- [WHAT THIS TASK INVOLVES]:
Set out exactly, line by line, the stretch of data below that begins at the line containing "pub enum CaseFailure" and ends at the line containing "pub fn with_builtin()", with both ends kept.
==== DATASET EXTRACT ====
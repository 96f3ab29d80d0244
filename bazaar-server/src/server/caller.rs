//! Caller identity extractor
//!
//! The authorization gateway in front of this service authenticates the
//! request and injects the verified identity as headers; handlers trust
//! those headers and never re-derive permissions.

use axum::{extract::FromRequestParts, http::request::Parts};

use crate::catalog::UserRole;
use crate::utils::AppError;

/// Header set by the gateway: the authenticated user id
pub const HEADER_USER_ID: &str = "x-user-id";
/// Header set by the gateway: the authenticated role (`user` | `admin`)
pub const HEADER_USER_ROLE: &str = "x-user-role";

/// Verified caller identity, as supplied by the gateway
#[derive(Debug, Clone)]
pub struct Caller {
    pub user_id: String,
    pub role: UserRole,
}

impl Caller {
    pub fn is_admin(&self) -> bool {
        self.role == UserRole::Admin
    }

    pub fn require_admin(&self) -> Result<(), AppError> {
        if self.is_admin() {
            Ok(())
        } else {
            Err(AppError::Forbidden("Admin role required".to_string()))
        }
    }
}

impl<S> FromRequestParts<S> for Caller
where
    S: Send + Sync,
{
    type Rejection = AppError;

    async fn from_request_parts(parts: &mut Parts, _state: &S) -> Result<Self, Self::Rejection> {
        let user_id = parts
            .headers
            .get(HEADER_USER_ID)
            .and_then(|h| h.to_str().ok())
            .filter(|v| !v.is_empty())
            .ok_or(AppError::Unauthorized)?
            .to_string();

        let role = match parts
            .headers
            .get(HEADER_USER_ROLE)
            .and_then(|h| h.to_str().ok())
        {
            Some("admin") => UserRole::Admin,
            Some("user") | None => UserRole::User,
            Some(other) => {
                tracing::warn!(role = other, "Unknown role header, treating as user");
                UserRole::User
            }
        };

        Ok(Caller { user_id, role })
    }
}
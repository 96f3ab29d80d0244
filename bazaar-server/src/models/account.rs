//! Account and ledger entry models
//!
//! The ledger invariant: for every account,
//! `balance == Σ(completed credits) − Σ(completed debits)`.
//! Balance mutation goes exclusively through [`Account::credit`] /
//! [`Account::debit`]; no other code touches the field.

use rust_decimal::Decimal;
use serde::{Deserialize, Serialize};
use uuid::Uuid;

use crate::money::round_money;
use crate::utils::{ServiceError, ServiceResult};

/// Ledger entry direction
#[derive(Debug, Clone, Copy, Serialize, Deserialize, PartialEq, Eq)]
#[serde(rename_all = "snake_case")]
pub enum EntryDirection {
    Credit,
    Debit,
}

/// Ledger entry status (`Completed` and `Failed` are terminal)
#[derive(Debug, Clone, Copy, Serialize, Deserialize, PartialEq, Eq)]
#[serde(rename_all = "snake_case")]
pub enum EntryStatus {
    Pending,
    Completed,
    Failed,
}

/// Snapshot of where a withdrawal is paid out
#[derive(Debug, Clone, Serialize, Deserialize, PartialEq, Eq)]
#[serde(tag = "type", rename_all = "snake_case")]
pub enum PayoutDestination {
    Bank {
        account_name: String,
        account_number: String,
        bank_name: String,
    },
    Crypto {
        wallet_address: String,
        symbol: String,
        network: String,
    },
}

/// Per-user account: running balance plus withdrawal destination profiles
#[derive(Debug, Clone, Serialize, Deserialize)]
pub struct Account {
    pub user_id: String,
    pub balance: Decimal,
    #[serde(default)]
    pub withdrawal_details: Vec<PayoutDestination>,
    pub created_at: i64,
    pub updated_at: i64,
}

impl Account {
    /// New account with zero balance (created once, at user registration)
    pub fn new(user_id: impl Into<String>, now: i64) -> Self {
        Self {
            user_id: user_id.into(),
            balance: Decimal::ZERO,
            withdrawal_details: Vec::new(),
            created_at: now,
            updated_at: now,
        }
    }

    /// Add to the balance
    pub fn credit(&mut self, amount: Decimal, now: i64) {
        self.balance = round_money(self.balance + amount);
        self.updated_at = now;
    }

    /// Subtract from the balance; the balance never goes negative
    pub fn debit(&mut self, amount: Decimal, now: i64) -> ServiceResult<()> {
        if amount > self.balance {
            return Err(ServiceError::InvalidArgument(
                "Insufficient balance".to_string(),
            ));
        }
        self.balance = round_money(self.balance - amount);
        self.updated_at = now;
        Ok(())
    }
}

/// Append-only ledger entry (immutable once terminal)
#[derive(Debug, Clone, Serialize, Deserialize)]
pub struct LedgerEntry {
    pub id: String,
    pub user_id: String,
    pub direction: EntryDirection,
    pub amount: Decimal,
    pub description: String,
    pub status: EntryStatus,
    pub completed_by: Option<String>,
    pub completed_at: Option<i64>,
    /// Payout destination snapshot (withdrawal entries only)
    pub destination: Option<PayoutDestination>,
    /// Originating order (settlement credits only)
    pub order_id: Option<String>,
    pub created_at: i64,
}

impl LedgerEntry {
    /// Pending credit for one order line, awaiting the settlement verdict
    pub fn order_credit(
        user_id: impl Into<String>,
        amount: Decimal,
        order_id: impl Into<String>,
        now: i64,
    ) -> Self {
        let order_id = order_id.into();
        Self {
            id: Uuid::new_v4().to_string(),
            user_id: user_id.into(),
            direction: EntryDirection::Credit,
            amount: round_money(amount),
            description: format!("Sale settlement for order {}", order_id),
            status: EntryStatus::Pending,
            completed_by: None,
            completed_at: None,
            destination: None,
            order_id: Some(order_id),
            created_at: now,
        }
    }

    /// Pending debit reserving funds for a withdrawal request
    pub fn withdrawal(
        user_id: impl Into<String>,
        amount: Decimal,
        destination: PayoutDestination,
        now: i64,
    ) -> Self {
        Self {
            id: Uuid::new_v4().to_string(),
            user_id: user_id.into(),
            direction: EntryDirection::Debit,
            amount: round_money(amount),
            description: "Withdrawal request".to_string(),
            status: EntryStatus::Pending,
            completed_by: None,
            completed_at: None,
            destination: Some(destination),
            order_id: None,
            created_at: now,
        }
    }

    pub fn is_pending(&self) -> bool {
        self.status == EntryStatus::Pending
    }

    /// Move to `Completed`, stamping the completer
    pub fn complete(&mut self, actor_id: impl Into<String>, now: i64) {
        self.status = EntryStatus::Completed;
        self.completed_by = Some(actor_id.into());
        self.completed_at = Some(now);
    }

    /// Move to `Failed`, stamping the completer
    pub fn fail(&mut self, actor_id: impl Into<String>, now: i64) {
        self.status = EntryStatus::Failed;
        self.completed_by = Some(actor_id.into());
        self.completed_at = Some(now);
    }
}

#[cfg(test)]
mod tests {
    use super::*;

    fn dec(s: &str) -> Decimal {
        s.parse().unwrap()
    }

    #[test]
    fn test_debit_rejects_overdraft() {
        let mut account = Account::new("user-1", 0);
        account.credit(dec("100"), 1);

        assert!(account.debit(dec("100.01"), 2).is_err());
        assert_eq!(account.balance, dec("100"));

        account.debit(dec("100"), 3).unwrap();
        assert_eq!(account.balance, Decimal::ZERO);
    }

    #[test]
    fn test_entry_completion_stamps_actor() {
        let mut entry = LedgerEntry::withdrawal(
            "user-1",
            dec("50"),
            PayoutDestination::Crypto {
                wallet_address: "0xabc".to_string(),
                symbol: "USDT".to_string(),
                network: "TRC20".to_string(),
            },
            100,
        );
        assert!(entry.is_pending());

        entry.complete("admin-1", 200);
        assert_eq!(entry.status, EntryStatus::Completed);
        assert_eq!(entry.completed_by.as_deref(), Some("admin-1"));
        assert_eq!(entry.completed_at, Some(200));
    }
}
====
==== DATASET EXTRACT ====
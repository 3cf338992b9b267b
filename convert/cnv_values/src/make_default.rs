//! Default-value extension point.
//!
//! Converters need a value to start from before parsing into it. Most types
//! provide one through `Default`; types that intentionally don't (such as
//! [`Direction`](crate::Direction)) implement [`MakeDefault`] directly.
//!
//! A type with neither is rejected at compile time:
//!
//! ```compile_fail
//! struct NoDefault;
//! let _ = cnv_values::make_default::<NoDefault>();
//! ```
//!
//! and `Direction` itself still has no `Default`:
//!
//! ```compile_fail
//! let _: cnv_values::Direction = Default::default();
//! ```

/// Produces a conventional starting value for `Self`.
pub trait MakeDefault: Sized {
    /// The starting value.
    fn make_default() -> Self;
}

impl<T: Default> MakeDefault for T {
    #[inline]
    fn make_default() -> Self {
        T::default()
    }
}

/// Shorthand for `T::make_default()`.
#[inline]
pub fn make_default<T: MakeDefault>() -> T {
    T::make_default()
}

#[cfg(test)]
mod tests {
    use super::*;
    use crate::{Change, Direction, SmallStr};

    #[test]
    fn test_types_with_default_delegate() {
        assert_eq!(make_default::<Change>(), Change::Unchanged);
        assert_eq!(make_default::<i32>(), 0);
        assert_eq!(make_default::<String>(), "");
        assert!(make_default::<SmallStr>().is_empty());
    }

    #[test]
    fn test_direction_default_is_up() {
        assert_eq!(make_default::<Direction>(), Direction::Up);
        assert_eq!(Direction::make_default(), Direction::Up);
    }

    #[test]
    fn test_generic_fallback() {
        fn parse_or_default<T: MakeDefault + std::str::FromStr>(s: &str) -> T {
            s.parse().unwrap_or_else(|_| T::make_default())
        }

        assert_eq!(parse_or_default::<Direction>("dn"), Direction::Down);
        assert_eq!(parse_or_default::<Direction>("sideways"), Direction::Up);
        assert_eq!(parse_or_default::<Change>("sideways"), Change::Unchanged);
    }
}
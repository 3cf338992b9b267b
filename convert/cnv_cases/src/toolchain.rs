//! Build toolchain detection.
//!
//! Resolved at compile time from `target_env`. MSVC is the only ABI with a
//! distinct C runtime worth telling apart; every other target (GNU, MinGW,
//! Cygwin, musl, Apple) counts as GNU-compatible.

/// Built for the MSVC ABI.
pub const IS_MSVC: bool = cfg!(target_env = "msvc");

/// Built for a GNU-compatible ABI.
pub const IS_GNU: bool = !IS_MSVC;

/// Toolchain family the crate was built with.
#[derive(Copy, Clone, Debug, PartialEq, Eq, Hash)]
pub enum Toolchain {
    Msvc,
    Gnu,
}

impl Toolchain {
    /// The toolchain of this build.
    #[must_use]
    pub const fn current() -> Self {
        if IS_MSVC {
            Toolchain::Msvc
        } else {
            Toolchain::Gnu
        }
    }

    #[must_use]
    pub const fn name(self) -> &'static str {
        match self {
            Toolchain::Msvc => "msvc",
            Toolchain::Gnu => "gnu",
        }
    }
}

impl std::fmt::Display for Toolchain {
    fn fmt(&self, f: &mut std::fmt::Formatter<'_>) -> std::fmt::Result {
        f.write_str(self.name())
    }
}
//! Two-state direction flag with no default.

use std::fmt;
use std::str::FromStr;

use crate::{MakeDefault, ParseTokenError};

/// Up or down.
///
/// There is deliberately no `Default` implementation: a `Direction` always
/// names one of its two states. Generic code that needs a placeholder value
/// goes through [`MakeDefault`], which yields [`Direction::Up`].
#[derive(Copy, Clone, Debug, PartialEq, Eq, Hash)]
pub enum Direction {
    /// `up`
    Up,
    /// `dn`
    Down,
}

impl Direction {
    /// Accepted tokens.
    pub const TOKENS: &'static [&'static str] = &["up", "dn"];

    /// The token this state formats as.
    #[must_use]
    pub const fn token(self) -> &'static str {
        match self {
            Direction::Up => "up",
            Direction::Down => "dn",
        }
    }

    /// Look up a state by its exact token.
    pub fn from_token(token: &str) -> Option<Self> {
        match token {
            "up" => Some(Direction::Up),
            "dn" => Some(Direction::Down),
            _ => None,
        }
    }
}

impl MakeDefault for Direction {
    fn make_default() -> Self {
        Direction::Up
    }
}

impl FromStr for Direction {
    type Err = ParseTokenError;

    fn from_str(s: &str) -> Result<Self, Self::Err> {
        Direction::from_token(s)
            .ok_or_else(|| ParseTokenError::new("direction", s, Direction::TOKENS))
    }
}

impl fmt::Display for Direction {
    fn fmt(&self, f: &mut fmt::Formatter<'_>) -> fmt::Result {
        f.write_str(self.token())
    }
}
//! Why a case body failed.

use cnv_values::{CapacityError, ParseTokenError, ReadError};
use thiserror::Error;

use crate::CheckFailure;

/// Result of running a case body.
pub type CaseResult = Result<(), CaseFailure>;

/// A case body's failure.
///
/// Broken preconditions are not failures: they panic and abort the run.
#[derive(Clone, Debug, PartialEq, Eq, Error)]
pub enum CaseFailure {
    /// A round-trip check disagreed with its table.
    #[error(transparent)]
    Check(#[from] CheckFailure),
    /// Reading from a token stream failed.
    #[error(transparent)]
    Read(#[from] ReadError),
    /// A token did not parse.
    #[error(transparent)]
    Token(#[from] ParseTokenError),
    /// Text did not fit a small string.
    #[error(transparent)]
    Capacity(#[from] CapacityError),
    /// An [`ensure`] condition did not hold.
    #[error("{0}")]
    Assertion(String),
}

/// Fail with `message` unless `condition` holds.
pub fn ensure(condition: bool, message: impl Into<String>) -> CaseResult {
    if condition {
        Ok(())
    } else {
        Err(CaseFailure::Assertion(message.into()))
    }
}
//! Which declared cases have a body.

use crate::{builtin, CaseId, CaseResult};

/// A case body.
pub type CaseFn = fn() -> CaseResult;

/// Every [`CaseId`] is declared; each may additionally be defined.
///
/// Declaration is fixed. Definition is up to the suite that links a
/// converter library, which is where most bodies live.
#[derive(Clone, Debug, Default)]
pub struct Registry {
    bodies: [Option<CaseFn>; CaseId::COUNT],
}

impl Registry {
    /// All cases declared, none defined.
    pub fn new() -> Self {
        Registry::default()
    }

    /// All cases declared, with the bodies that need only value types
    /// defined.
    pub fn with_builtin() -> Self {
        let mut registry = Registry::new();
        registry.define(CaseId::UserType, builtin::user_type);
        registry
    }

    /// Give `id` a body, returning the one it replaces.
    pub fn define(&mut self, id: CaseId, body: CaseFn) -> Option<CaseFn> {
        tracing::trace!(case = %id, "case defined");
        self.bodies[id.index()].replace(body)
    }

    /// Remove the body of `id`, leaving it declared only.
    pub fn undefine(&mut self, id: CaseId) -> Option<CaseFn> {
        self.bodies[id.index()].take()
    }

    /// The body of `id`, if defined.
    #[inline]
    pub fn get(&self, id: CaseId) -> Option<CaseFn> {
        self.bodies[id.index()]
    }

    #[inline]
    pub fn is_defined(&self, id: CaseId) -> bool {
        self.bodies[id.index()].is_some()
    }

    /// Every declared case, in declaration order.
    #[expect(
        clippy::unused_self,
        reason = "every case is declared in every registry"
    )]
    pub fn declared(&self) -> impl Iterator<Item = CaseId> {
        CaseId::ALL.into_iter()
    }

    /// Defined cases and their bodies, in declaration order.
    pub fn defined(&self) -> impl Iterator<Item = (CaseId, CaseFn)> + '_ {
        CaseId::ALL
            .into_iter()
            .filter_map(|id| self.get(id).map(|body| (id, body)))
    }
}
====
- [OUTPUT]:
pub enum CaseFailure {
    /// A round-trip check disagreed with its table.
    #[error(transparent)]
    Check(#[from] CheckFailure),
    /// Reading from a token stream failed.
    #[error(transparent)]
    Read(#[from] ReadError),
    /// A token did not parse.
    #[error(transparent)]
    Token(#[from] ParseTokenError),
    /// Text did not fit a small string.
    #[error(transparent)]
    Capacity(#[from] CapacityError),
    /// An [`ensure`] condition did not hold.
    #[error("{0}")]
    Assertion(String),
}

/// Fail with `message` unless `condition` holds.
pub fn ensure(condition: bool, message: impl Into<String>) -> CaseResult {
    if condition {
        Ok(())
    } else {
        Err(CaseFailure::Assertion(message.into()))
    }
}
//! Which declared cases have a body.

use crate::{builtin, CaseId, CaseResult};

/// A case body.
pub type CaseFn = fn() -> CaseResult;

/// Every [`CaseId`] is declared; each may additionally be defined.
///
/// Declaration is fixed. Definition is up to the suite that links a
/// converter library, which is where most bodies live.
#[derive(Clone, Debug, Default)]
pub struct Registry {
    bodies: [Option<CaseFn>; CaseId::COUNT],
}

impl Registry {
    /// All cases declared, none defined.
    pub fn new() -> Self {
        Registry::default()
    }

    /// All cases declared, with the bodies that need only value types
    /// defined.
    pub fn with_builtin() -> Self {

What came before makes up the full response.